[Stored dataset items]
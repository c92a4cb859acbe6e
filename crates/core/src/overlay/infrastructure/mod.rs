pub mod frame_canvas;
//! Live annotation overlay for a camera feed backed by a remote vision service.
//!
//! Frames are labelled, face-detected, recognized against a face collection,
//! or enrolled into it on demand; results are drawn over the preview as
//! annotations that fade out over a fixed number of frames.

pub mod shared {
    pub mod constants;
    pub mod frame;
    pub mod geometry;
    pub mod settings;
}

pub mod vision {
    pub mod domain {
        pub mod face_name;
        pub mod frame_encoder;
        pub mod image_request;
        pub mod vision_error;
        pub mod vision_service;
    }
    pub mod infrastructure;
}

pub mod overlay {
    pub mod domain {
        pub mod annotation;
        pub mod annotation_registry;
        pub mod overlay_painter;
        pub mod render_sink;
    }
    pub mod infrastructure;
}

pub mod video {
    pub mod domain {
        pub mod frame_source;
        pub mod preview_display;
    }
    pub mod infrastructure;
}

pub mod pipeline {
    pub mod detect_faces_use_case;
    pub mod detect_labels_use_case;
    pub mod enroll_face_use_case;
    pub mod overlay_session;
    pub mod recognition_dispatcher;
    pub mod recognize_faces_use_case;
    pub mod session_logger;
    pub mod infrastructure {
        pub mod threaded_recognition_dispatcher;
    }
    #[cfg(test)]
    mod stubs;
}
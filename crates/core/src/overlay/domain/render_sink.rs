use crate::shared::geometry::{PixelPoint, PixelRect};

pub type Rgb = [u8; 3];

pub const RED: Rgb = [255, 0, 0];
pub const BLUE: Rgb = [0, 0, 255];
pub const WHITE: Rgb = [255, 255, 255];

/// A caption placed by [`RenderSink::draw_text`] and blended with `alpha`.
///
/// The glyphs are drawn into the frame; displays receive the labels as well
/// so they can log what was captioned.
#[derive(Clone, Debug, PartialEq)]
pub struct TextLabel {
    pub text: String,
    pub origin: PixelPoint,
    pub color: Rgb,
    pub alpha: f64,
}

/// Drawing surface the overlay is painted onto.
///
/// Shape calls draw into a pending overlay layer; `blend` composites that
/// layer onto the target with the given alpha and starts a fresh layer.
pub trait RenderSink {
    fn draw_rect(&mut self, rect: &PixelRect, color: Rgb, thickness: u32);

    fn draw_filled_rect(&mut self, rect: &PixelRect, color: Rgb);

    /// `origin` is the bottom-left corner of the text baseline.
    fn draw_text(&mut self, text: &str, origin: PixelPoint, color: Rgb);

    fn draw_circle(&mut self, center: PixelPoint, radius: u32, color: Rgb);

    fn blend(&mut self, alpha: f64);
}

---

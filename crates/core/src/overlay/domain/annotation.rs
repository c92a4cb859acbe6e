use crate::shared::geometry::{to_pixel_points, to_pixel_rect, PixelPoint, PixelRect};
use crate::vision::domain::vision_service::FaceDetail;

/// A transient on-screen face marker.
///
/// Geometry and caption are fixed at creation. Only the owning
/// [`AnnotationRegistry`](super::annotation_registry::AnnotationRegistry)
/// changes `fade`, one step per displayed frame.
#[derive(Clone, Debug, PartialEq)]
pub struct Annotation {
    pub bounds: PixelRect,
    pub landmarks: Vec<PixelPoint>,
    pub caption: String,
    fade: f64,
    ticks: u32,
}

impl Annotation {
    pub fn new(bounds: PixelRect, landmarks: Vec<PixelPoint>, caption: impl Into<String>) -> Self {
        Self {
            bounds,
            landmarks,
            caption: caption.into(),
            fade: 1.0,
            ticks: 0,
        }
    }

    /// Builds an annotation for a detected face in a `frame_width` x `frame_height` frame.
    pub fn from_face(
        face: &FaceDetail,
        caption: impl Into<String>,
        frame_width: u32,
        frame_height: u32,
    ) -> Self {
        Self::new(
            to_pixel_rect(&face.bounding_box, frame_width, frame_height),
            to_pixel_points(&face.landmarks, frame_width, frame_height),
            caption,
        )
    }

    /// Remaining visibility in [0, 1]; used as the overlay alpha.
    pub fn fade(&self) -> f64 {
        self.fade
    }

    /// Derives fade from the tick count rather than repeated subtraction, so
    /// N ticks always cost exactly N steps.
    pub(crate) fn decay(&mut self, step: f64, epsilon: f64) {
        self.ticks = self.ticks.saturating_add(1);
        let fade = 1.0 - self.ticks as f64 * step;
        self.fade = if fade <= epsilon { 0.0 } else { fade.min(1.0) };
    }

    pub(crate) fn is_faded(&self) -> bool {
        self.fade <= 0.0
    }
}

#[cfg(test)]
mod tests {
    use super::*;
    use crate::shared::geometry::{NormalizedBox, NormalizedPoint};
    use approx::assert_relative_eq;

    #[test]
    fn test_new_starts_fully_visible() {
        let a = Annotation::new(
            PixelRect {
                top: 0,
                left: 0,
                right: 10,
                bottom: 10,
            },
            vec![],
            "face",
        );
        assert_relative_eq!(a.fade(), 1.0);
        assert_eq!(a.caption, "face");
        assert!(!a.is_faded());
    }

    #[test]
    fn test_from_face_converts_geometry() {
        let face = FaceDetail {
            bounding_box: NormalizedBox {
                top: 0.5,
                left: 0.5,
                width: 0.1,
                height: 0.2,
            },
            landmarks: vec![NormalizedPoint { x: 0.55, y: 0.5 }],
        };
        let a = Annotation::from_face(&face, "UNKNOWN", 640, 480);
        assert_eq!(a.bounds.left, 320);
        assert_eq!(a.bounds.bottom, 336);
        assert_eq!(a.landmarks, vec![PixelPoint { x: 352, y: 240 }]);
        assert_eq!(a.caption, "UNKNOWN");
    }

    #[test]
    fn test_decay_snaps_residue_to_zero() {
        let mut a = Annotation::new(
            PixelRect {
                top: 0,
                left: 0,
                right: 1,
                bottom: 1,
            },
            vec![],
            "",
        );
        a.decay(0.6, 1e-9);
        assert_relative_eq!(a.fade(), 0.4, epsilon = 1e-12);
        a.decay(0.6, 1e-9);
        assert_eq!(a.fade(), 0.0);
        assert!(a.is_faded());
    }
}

- **How to complete this task**
Whenever "origin" occurs in a line above, copy that line.

- **Written solution**
    pub origin: PixelPoint,
    /// `origin` is the bottom-left corner of the text baseline.
    fn draw_text(&mut self, text: &str, origin: PixelPoint, color: Rgb);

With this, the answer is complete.